Exercise requirements:
Reproduce the listing below exactly, from its first line down to and including the line with "pub const NAMA: &str".
○ ○ ○ ○ ○ ○ ○
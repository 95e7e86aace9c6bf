//! Farmer ("petani") record model
//!
//! A record is a flat JSON object keyed by the uppercase Indonesian field
//! names used on the wire. Keys keep their encounter order.

use serde::{Deserialize, Serialize};
use serde_json::{Map, Value};

pub const NO: &str = "NO";
pub const NAMA: &str = "NAMA";
pub const JENIS_KELAMIN: &str = "JENIS KELAMIN";
pub const USIA: &str = "USIA";
pub const NO_HP: &str = "NO HP";
pub const KECAMATAN: &str = "KECAMATAN";
pub const DESA: &str = "DESA";
pub const DUSUN: &str = "DUSUN";
pub const RT: &str = "RT";
pub const RW: &str = "RW";
pub const SURVEYOR: &str = "SURVEYOR";
pub const TGL_PENDATAAN: &str = "TGL PENDATAAN";
pub const PEMERIKSA: &str = "PEMERIKSA";
pub const TGL_PERIKSA: &str = "TGL PERIKSA";
pub const KELOMPOK_TANI: &str = "KELOMPOK TANI";
pub const LAMA_BERTANI: &str = "LAMA BERTANI";
pub const TOTAL_LAHAN: &str = "TOTAL LAHAN (M2)";
pub const JUMLAH_LAHAN: &str = "JUMLAH LAHAN";
pub const STATUS_KEPEMILIKAN: &str = "STATUS KEPEMILIKAN";
pub const JENIS_KOPI: &str = "JENIS KOPI";
pub const VARIETAS_KOPI: &str = "VARIETAS KOPI";
pub const VARIETAS_UNGGUL: &str = "VARIETAS UNGGUL";
pub const POPULASI_KOPI: &str = "POPULASI KOPI";
pub const TANAMAN_LAINNYA: &str = "TANAMAN LAINNYA";
pub const METODE_BUDIDAYA: &str = "METODE BUDIDAYA";
pub const PUPUK: &str = "PUPUK";
pub const SISTEM_IRIGASI: &str = "SISTEM IRIGASI";
pub const HASIL_PER_TAHUN: &str = "HASIL PER TAHUN (kg)";
pub const PANEN_NON_KOPI: &str = "PANEN NON KOPI";
pub const METODE_PANEN: &str = "METODE PANEN";
pub const METODE_PENGOLAHAN: &str = "METODE PENGOLAHAN";
pub const ALAT_PENGOLAHAN: &str = "ALAT PENGOLAHAN";
pub const LAMA_FERMENTASI: &str = "LAMA FERMENTASI";
pub const PROSES_PENGERINGAN: &str = "PROSES PENGERINGAN";
pub const BENTUK_PENYIMPANAN: &str = "BENTUK PENYIMPANAN";
pub const KADAR_AIR: &str = "KADAR AIR";
pub const SISTEM_PENYIMPANAN: &str = "SISTEM PENYIMPANAN";
pub const METODE_PENJUALAN: &str = "METODE PENJUALAN";
pub const HARGA_JUAL: &str = "HARGA JUAL PER KG";
pub const KEMITRAAN: &str = "KEMITRAAN";
pub const MASALAH: &str = "MASALAH";
pub const PELATIHAN: &str = "PELATIHAN YANG DIPERLUKAN";
pub const CATATAN: &str = "CATATAN";

/// Export column order. Other tooling reads these files, so the order is fixed.
pub const COLUMN_ORDER: [&str; 43] = [
    NO,
    KECAMATAN,
    DESA,
    DUSUN,
    RT,
    RW,
    SURVEYOR,
    TGL_PENDATAAN,
    PEMERIKSA,
    TGL_PERIKSA,
    NAMA,
    JENIS_KELAMIN,
    USIA,
    NO_HP,
    KELOMPOK_TANI,
    LAMA_BERTANI,
    TOTAL_LAHAN,
    JUMLAH_LAHAN,
    STATUS_KEPEMILIKAN,
    JENIS_KOPI,
    VARIETAS_KOPI,
    VARIETAS_UNGGUL,
    POPULASI_KOPI,
    TANAMAN_LAINNYA,
    METODE_BUDIDAYA,
    PUPUK,
    SISTEM_IRIGASI,
    HASIL_PER_TAHUN,
    PANEN_NON_KOPI,
    METODE_PANEN,
    METODE_PENGOLAHAN,
    ALAT_PENGOLAHAN,
    LAMA_FERMENTASI,
    PROSES_PENGERINGAN,
    BENTUK_PENYIMPANAN,
    KADAR_AIR,
    SISTEM_PENYIMPANAN,
    METODE_PENJUALAN,
    HARGA_JUAL,
    KEMITRAAN,
    MASALAH,
    PELATIHAN,
    CATATAN,
];

/// Fields editable on the edit form (everything but the sequence number)
pub fn edit_fields() -> &'static [&'static str] {
    &COLUMN_ORDER[1..]
}

/// Preferred order in the view modal: identity and location first
pub const DETAIL_ORDER: [&str; 10] = [
    NO,
    NAMA,
    JENIS_KELAMIN,
    USIA,
    NO_HP,
    KECAMATAN,
    DESA,
    DUSUN,
    RT,
    RW,
];

/// Grouping used by the detail page
pub const DETAIL_SECTIONS: &[(&str, &[&str])] = &[
    ("Data Pribadi", &[NAMA, JENIS_KELAMIN, USIA]),
    ("Lokasi", &[KECAMATAN, DESA, DUSUN, RT, RW]),
    (
        "Kontak & Administrasi",
        &[NO_HP, SURVEYOR, TGL_PENDATAAN, PEMERIKSA, TGL_PERIKSA],
    ),
    ("Kelompok Tani", &[KELOMPOK_TANI, LAMA_BERTANI, KEMITRAAN]),
    (
        "Informasi Lahan",
        &[TOTAL_LAHAN, JUMLAH_LAHAN, STATUS_KEPEMILIKAN],
    ),
    (
        "Tanaman Kopi",
        &[JENIS_KOPI, VARIETAS_KOPI, VARIETAS_UNGGUL, POPULASI_KOPI, TANAMAN_LAINNYA],
    ),
    ("Metode Budidaya", &[METODE_BUDIDAYA, PUPUK, SISTEM_IRIGASI]),
    (
        "Produksi & Panen",
        &[HASIL_PER_TAHUN, PANEN_NON_KOPI, METODE_PANEN],
    ),
    (
        "Pasca Panen & Penyimpanan",
        &[
            METODE_PENGOLAHAN,
            ALAT_PENGOLAHAN,
            LAMA_FERMENTASI,
            PROSES_PENGERINGAN,
            BENTUK_PENYIMPANAN,
            KADAR_AIR,
            SISTEM_PENYIMPANAN,
        ],
    ),
    ("Pemasaran", &[METODE_PENJUALAN, HARGA_JUAL]),
    ("Masalah & Kebutuhan", &[MASALAH, PELATIHAN, CATATAN]),
];

/// Backend model field name for a wire key: `TOTAL LAHAN (M2)` -> `total_lahan_m2`
pub fn backend_key(key: &str) -> String {
    key.trim()
        .to_lowercase()
        .replace(['(', ')'], "")
        .split_whitespace()
        .collect::<Vec<_>>()
        .join("_")
}

/// Render a JSON value for display. `None` means "no value".
pub fn value_text(value: &Value) -> Option<String> {
    match value {
        Value::Null => None,
        Value::String(s) if s.trim().is_empty() => None,
        Value::String(s) => Some(s.clone()),
        Value::Number(n) => Some(match n.as_f64() {
            Some(f) if n.is_f64() && f.fract() == 0.0 && f.abs() < 1e15 => format!("{}", f as i64),
            _ => n.to_string(),
        }),
        Value::Bool(b) => Some(b.to_string()),
        other => Some(other.to_string()),
    }
}

/// One farmer record
#[derive(Clone, Debug, Default, PartialEq, Serialize, Deserialize)]
#[serde(transparent)]
pub struct PetaniRecord(Map<String, Value>);

impl PetaniRecord {
    pub fn new() -> Self {
        Self::default()
    }

    /// Wrap a JSON value; non-objects become an empty record
    pub fn from_value(value: Value) -> Self {
        match value {
            Value::Object(map) => Self(map),
            _ => Self::default(),
        }
    }

    /// Field lookup by wire key, falling back to the backend field name
    pub fn get(&self, key: &str) -> Option<&Value> {
        self.0
            .get(key)
            .or_else(|| self.0.get(&backend_key(key)))
            .filter(|v| !v.is_null())
    }

    pub fn insert(&mut self, key: impl Into<String>, value: Value) {
        self.0.insert(key.into(), value);
    }

    pub fn text(&self, key: &str) -> Option<String> {
        self.get(key).and_then(value_text)
    }

    /// Display text, `missing` for absent values
    pub fn display(&self, key: &str, missing: &str) -> String {
        self.text(key).unwrap_or_else(|| missing.to_string())
    }

    /// `NO` first, then the synthetic `id`
    pub fn record_id(&self) -> Option<String> {
        [NO, "id"]
            .iter()
            .filter_map(|k| self.0.get(*k))
            .find_map(value_text)
            .map(|s| s.trim().to_string())
    }

    pub fn nama(&self) -> String {
        self.display(NAMA, "-")
    }

    /// Every field, `preferred` keys first, then the remaining keys in
    /// encounter order. Absent preferred keys are included with `missing`.
    pub fn ordered_entries(&self, preferred: &[&str], missing: &str) -> Vec<(String, String)> {
        let mut out: Vec<(String, String)> = preferred
            .iter()
            .map(|k| (k.to_string(), self.display(k, missing)))
            .collect();
        for (key, value) in &self.0 {
            if preferred.contains(&key.as_str()) {
                continue;
            }
            out.push((key.clone(), value_text(value).unwrap_or_else(|| missing.to_string())));
        }
        out
    }

    /// Modal layout: identity/location, then export order, then extras
    pub fn view_entries(&self) -> Vec<(String, String)> {
        let mut preferred: Vec<&str> = DETAIL_ORDER.to_vec();
        preferred.extend(COLUMN_ORDER.iter().filter(|k| !DETAIL_ORDER.contains(k)));
        self.ordered_entries(&preferred, "-")
    }

    pub fn as_map(&self) -> &Map<String, Value> {
        &self.0
    }

    pub fn into_value(self) -> Value {
        Value::Object(self.0)
    }
}

impl From<Map<String, Value>> for PetaniRecord {
    fn from(map: Map<String, Value>) -> Self {
        Self(map)
    }
}

#[cfg(test)]
mod tests {
    use super::*;
    use serde_json::json;

    fn record(value: Value) -> PetaniRecord {
        PetaniRecord::from_value(value)
    }

    #[test]
    fn test_column_order_shape() {
        assert_eq!(COLUMN_ORDER[0], "NO");
        assert_eq!(COLUMN_ORDER[42], "CATATAN");
        assert_eq!(edit_fields().len(), 42);
        let mut unique = COLUMN_ORDER.to_vec();
        unique.sort();
        unique.dedup();
        assert_eq!(unique.len(), 43);
    }

    #[test]
    fn test_backend_key() {
        assert_eq!(backend_key("TOTAL LAHAN (M2)"), "total_lahan_m2");
        assert_eq!(backend_key("HASIL PER TAHUN (kg)"), "hasil_per_tahun_kg");
        assert_eq!(backend_key("NO HP"), "no_hp");
        assert_eq!(backend_key("PELATIHAN YANG DIPERLUKAN"), "pelatihan_yang_diperlukan");
    }

    #[test]
    fn test_value_text_numbers() {
        assert_eq!(value_text(&json!(40)), Some("40".to_string()));
        assert_eq!(value_text(&json!(40.0)), Some("40".to_string()));
        assert_eq!(value_text(&json!(2.5)), Some("2.5".to_string()));
        assert_eq!(value_text(&json!(null)), None);
        assert_eq!(value_text(&json!("  ")), None);
    }

    #[test]
    fn test_record_id_prefers_no() {
        assert_eq!(record(json!({"NO": 7, "id": 3})).record_id(), Some("7".to_string()));
        assert_eq!(record(json!({"id": "12"})).record_id(), Some("12".to_string()));
        assert_eq!(record(json!({"NAMA": "Budi"})).record_id(), None);
    }

    #[test]
    fn test_get_falls_back_to_backend_key() {
        let r = record(json!({"total_lahan_m2": 2500, "NAMA": "Siti"}));
        assert_eq!(r.display(TOTAL_LAHAN, "-"), "2500");
        assert_eq!(r.display(USIA, "N/A"), "N/A");
    }

    #[test]
    fn test_view_entries_order() {
        let r = record(json!({
            "CATATAN": "rajin",
            "EXTRA": "x",
            "NAMA": "Budi",
            "NO": 1,
            "DUSUN": null
        }));
        let entries = r.view_entries();
        assert_eq!(entries[0], ("NO".to_string(), "1".to_string()));
        assert_eq!(entries[1], ("NAMA".to_string(), "Budi".to_string()));
        assert_eq!(entries[7], ("DUSUN".to_string(), "-".to_string()));
        assert_eq!(entries.len(), 44);
        assert_eq!(entries.last(), Some(&("EXTRA".to_string(), "x".to_string())));
    }
}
○ ○ ○ ○ ○ ○ ○
Output below:
repository 95e7e86aace9c6bf
//! Farmer ("petani") record model
//!
//! A record is a flat JSON object keyed by the uppercase Indonesian field
//! names used on the wire. Keys keep their encounter order.

use serde::{Deserialize, Serialize};
use serde_json::{Map, Value};

pub const NO: &str = "NO";
pub const NAMA: &str = "NAMA";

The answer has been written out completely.